=== WORK INSTRUCTIONS ===
Search each line below for the word "chases" and list those that contain it.

=== RAW DATA ===
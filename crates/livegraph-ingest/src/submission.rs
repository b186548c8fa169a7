//! Submission boundary: validates the pushed JSON body and classifies it
//! into one of the two ingestion modes.

use livegraph_core::{Error, Result};
use livegraph_store::{Edge, GraphElement, Node, Triple, VideoMetadata};
use serde::de::DeserializeOwned;
use serde::Deserialize;
use serde_json::Value;
use tracing::warn;

/// `contentType` value announcing raw model output in `rawContent`.
pub const AI_TRIPLES: &str = "ai_triples";

/// Wire shape of a push. Every field is optional and kept as raw JSON until
/// classification, so no field value can fail the whole submission.
#[derive(Debug, Default, Deserialize)]
#[serde(rename_all = "camelCase")]
struct RawSubmission {
    timestamp: Option<Value>,
    source: Option<Value>,
    version: Option<Value>,
    metadata: Option<Value>,
    content_type: Option<Value>,
    raw_content: Option<Value>,
    nodes: Option<Value>,
    edges: Option<Value>,
    raw_triples: Option<Value>,
}

/// Client-provided context that travels with the graph unchanged.
#[derive(Debug, Clone, Default, PartialEq)]
pub struct Envelope {
    pub timestamp: Option<Value>,
    pub source: Option<Value>,
    pub version: Option<Value>,
    pub metadata: VideoMetadata,
    pub content_type: Option<Value>,
}

/// The two ways a client can hand over a graph.
#[derive(Debug, Clone, PartialEq)]
pub enum SubmissionPayload {
    /// Raw model output to run through the triple parser.
    Triples { raw_content: String },
    /// A graph the client already built; trusted as-is.
    Prebuilt {
        nodes: Vec<GraphElement<Node>>,
        edges: Vec<GraphElement<Edge>>,
        raw_triples: Vec<GraphElement<Triple>>,
        raw_content: Option<Value>,
    },
}

/// A validated push, ready for normalization.
#[derive(Debug, Clone, PartialEq)]
pub struct Submission {
    pub envelope: Envelope,
    pub payload: SubmissionPayload,
}

impl Submission {
    /// Validate a request body.
    ///
    /// Empty bodies, invalid JSON, and anything other than a non-empty object
    /// are [`Error::MalformedSubmission`]. The object's field values are
    /// never a reason to reject it.
    pub fn from_json_bytes(body: &[u8]) -> Result<Self> {
        if body.iter().all(u8::is_ascii_whitespace) {
            return Err(Error::MalformedSubmission("No data received".into()));
        }

        let value: Value = serde_json::from_slice(body)
            .map_err(|e| Error::MalformedSubmission(format!("Invalid JSON: {}", e)))?;
        Self::from_value(value)
    }

    /// Validate an already-decoded JSON value.
    pub fn from_value(value: Value) -> Result<Self> {
        match &value {
            Value::Object(map) if map.is_empty() => {
                return Err(Error::MalformedSubmission("No data received".into()));
            }
            Value::Object(_) => {}
            _ => {
                return Err(Error::MalformedSubmission(
                    "Submission must be a JSON object".into(),
                ));
            }
        }

        let raw: RawSubmission = serde_json::from_value(value)
            .map_err(|e| Error::MalformedSubmission(format!("Invalid submission: {}", e)))?;
        Ok(Self::classify(raw))
    }

    fn classify(raw: RawSubmission) -> Self {
        let envelope = Envelope {
            timestamp: raw.timestamp,
            source: raw.source,
            version: raw.version,
            metadata: metadata(raw.metadata),
            content_type: raw.content_type,
        };

        let is_triples =
            envelope.content_type.as_ref().and_then(Value::as_str) == Some(AI_TRIPLES);
        let payload = match raw.raw_content {
            Some(Value::String(raw_content)) if is_triples && !raw_content.is_empty() => {
                SubmissionPayload::Triples { raw_content }
            }
            raw_content => SubmissionPayload::Prebuilt {
                nodes: elements(raw.nodes),
                edges: elements(raw.edges),
                raw_triples: elements(raw.raw_triples),
                raw_content,
            },
        };

        Self { envelope, payload }
    }

    /// Short name of the ingestion mode, for logging.
    pub fn mode(&self) -> &'static str {
        match self.payload {
            SubmissionPayload::Triples { .. } => AI_TRIPLES,
            SubmissionPayload::Prebuilt { .. } => "prebuilt",
        }
    }
}

fn metadata(value: Option<Value>) -> VideoMetadata {
    match value {
        None | Some(Value::Null) => VideoMetadata::default(),
        Some(value @ Value::Object(_)) => serde_json::from_value(value).unwrap_or_default(),
        Some(other) => {
            warn!("Ignoring metadata that is not an object: {}", other);
            VideoMetadata::default()
        }
    }
}

/// A caller-supplied list. A lone non-list value is kept as a single opaque
/// entry.
fn elements<T: DeserializeOwned>(value: Option<Value>) -> Vec<GraphElement<T>> {
    match value {
        None | Some(Value::Null) => Vec::new(),
        Some(Value::Array(items)) => items.into_iter().map(GraphElement::from_value).collect(),
        Some(other) => vec![GraphElement::Opaque(other)],
    }
}
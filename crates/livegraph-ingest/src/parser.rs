//! Triple parser for freeform model output.
//!
//! Every parenthesized group on a line is split on commas:
//! - `(s, r, o)` yields one triple,
//! - `(s, r, o, x)` yields `(s, r, o)` followed by `(o, related_to, x)`,
//! - longer groups keep the first three fields,
//! - shorter groups are skipped.
//!
//! Fields are trimmed but never dropped, so `(a,,c)` has an empty relation
//! and `( ,b,c)` has an empty subject node.

use std::collections::HashSet;

use livegraph_store::Triple;
use once_cell::sync::Lazy;
use regex::Regex;
use tracing::trace;

/// Relation used to attach the fourth field of a group to its object.
pub const RELATED_TO: &str = "related_to";

static GROUP_RE: Lazy<Regex> = Lazy::new(|| Regex::new(r"\(([^)]+)\)").unwrap());

/// Graph fragment extracted from raw text.
#[derive(Debug, Clone, Default, PartialEq, Eq)]
pub struct TripleFragment {
    /// Distinct node ids, in first-seen order.
    pub nodes: Vec<String>,
    /// Edges as `(source, relation, target)`, in encounter order.
    pub edges: Vec<Triple>,
    /// Flattened triples for display, same order as `edges`.
    pub raw_triples: Vec<Triple>,
}

impl TripleFragment {
    /// True when no group in the text had enough fields.
    pub fn is_empty(&self) -> bool {
        self.edges.is_empty()
    }
}

#[derive(Default)]
struct FragmentBuilder {
    fragment: TripleFragment,
    seen: HashSet<String>,
}

impl FragmentBuilder {
    fn add_node(&mut self, id: &str) {
        if self.seen.insert(id.to_string()) {
            self.fragment.nodes.push(id.to_string());
        }
    }

    fn push(&mut self, subject: &str, relation: &str, object: &str) {
        self.add_node(subject);
        self.add_node(object);
        let triple = Triple::new(subject, relation, object);
        self.fragment.edges.push(triple.clone());
        self.fragment.raw_triples.push(triple);
    }
}

/// Parse raw text into nodes, edges, and raw triples.
pub fn parse_triples(text: &str) -> TripleFragment {
    let mut builder = FragmentBuilder::default();

    for line in text.lines().map(str::trim).filter(|l| !l.is_empty()) {
        for caps in GROUP_RE.captures_iter(line) {
            let fields: Vec<&str> = caps[1].split(',').map(str::trim).collect();
            match fields.as_slice() {
                [subject, relation, object] => builder.push(subject, relation, object),
                [subject, relation, object, extra] => {
                    builder.push(subject, relation, object);
                    builder.push(object, RELATED_TO, extra);
                }
                [subject, relation, object, ..] => builder.push(subject, relation, object),
                short => trace!("Skipping group with {} field(s): {:?}", short.len(), &caps[0]),
            }
        }
    }

    builder.fragment
}

#[cfg(test)]
mod tests {
    use super::*;

    fn node_set(fragment: &TripleFragment) -> HashSet<&str> {
        fragment.nodes.iter().map(String::as_str).collect()
    }

    #[test]
    fn test_three_fields() {
        let fragment = parse_triples("(a,b,c)");
        assert_eq!(node_set(&fragment), HashSet::from(["a", "c"]));
        assert_eq!(fragment.edges, vec![Triple::new("a", "b", "c")]);
        assert_eq!(fragment.raw_triples, vec![Triple::new("a", "b", "c")]);
    }

    #[test]
    fn test_four_fields_adds_related_to() {
        let fragment = parse_triples("(a,b,c,d)");
        assert_eq!(node_set(&fragment), HashSet::from(["a", "c", "d"]));
        let expected = vec![Triple::new("a", "b", "c"), Triple::new("c", RELATED_TO, "d")];
        assert_eq!(fragment.edges, expected);
        assert_eq!(fragment.raw_triples, expected);
    }

    #[test]
    fn test_two_fields_skipped() {
        let fragment = parse_triples("(a,b)");
        assert!(fragment.nodes.is_empty());
        assert!(fragment.edges.is_empty());
        assert!(fragment.raw_triples.is_empty());
        assert!(fragment.is_empty());
    }

    #[test]
    fn test_five_fields_truncated() {
        let fragment = parse_triples("(a,b,c,d,e)");
        assert_eq!(fragment.edges, vec![Triple::new("a", "b", "c")]);
        assert_eq!(node_set(&fragment), HashSet::from(["a", "c"]));
        assert!(!node_set(&fragment).contains("d"));
    }

    #[test]
    fn test_lines_keep_order() {
        let fragment = parse_triples("(rust, is, language)\n(tokio, runs_on, rust)\n");
        assert_eq!(
            fragment.edges,
            vec![
                Triple::new("rust", "is", "language"),
                Triple::new("tokio", "runs_on", "rust"),
            ]
        );
    }

    #[test]
    fn test_whitespace_trimmed_and_multiple_groups_per_line() {
        let fragment = parse_triples("  ( cat , chases , mouse )  and (dog, guards , house)");
        assert_eq!(
            fragment.edges,
            vec![
                Triple::new("cat", "chases", "mouse"),
                Triple::new("dog", "guards", "house"),
            ]
        );
        assert_eq!(fragment.nodes, vec!["cat", "mouse", "dog", "house"]);
    }

    #[test]
    fn test_lines_without_groups_ignored() {
        let text = "Here are the triples:\n\n(a, b, c)\nThat is all.\n()";
        let fragment = parse_triples(text);
        assert_eq!(fragment.edges.len(), 1);
    }

    #[test]
    fn test_nodes_deduplicated_edges_not() {
        let fragment = parse_triples("(a,b,c)\n(a,b,c)\n(c,d,a)");
        assert_eq!(fragment.nodes.len(), 2);
        assert_eq!(fragment.edges.len(), 3);
    }

    #[test]
    fn test_empty_fields_are_literal_ids() {
        let fragment = parse_triples("(a,,c)\n( , b, c)");
        assert_eq!(fragment.edges[0], Triple::new("a", "", "c"));
        assert_eq!(fragment.edges[1], Triple::new("", "b", "c"));
        assert!(node_set(&fragment).contains(""));
    }

    #[test]
    fn test_crlf_input() {
        let fragment = parse_triples("(a,b,c)\r\n(d,e,f)\r\n");
        assert_eq!(fragment.edges.len(), 2);
        assert_eq!(fragment.edges[1], Triple::new("d", "e", "f"));
    }
}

=== RESPONSE AREA ===
        let fragment = parse_triples("  ( cat , chases , mouse )  and (dog, guards , house)");
                Triple::new("cat", "chases", "mouse"),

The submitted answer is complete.